Aircraft sales lift US durable goods in February
A rebound in sales of defense and civilian aircraft boosted February sales of US-manufactured goods to their biggest gain in eight months, the Commerce Department reported Friday.
The data was a welcome sign for economic growth in the first quarter, with the gain more than double analyst expectations. The sluggish auto sector also saw a healthy bump.
With broad-based gains across multiple industrial sectors, total orders for durable goods rose 3.1 percent to $247.7 billion, rising the most since June.
The result handily overshot a consensus forecast among economists, who were expecting an increase of only 1.5 percent.
The bounce also offset most of January's 3.5 percent decline and put the first two months of 2018 a solid 9.1 percent above the same period last year.
However, RDQ Economics said the strong manufacturing sector is sensitive to the looming threat of a trade war, amid heated confrontation between the United States and China.
Uncertainty "hurts capital spending and the greatest uncertainty in the economic environment at present is the wildcard threat that US tariff actions poses to the global trading system," RDQ said in a research note.

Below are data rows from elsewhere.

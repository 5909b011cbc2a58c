//! Reconciliation item states
//!
//! Every reconcilable item (virtual host, domain, origin) carries one
//! of these states while a configuration snapshot is being applied.

/// Lifecycle state of a reconcilable configuration item
///
/// `Unknown -> New -> Applied` on first apply. On a fresh snapshot every
/// live item is first marked `NeedToCheck`, then transitions to
/// `NotChanged`, `Changed`, or `Delete`; after apply completes all
/// surviving items return to `Applied`.
#[derive(Debug, Clone, Copy, PartialEq, Eq)]
pub enum ItemState {
    /// Not yet part of any reconcile
    Unknown,
    /// In sync with the last applied snapshot
    Applied,
    /// Awaiting comparison against the incoming snapshot
    NeedToCheck,
    /// Present in the snapshot and identical to live state
    NotChanged,
    /// Present in the snapshot but not yet applied
    New,
    /// Present in the snapshot with different values
    Changed,
    /// Absent from the snapshot; will be removed
    Delete,
}

impl ItemState {
    /// Whether this child state forces its parent host to be processed
    pub(crate) fn changes_parent(&self) -> bool {
        matches!(self, ItemState::New | ItemState::Changed | ItemState::Delete)
    }
}

#[cfg(test)]
mod tests {
    use super::*;

    #[test]
    fn test_changes_parent() {
        assert!(ItemState::New.changes_parent());
        assert!(ItemState::Changed.changes_parent());
        assert!(ItemState::Delete.changes_parent());
        assert!(!ItemState::NotChanged.changes_parent());
        assert!(!ItemState::Applied.changes_parent());
    }
}
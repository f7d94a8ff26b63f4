//! The reducer: `(ChannelState, Action) → ChannelState`.
//!
//! `reduce` is a total, pure function. No I/O, no logging, no panics, and
//! the same input always gives the same output. That is what makes it
//! testable in isolation, and why everything with side effects (logging a
//! channel mismatch, notifying watchers) lives in the store instead.

use crate::{Action, ChannelState};

/// Applies one action to a state and returns the next state.
///
/// Takes the state by value so appends don't have to copy the whole
/// message log; callers that want to keep the old state clone it first.
pub fn reduce(mut state: ChannelState, action: Action) -> ChannelState {
    match action {
        Action::ChangeUser(user) => {
            state.local_user = Some(user);
        }
        Action::AppendMessage(message) => {
            // First message wins: later messages never move the channel id,
            // even when they disagree with it.
            if state.channel_id.is_none() {
                state.channel_id = Some(message.channel_id.clone());
            }
            state.messages.push(message);
        }
        Action::SendMessageRequested(..) => {}
    }
    state
}

// =========================================================================
// Tests
// =========================================================================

Orders for civilian aircraft rose 25.5 percent, reversing January's decline in the volatile sector, while military aircraft sales added 37.7 percent, recouping much of the 48.9 percent drop in the prior month.
But excluding the highly volatile transportation sector, which sees broad swings from month to month, the report still showed 1.2 percent increase.
Sales of cars and trucks, long in the doldrums, rose by 1.6 percent after being essentially flat in the prior two months.
Orders for electrical equipment and appliances had their best month since July 2016, adding 2.6 percent, while non-defense capital goods, a segment that can track investment by the oil drilling industry, added 1.8 percent.
Economist Mickey Levy of Berenberg Capital markets highlighted this "core" data point "which has increased for 13 consecutive months, the longest streak in the 26-year history of the series."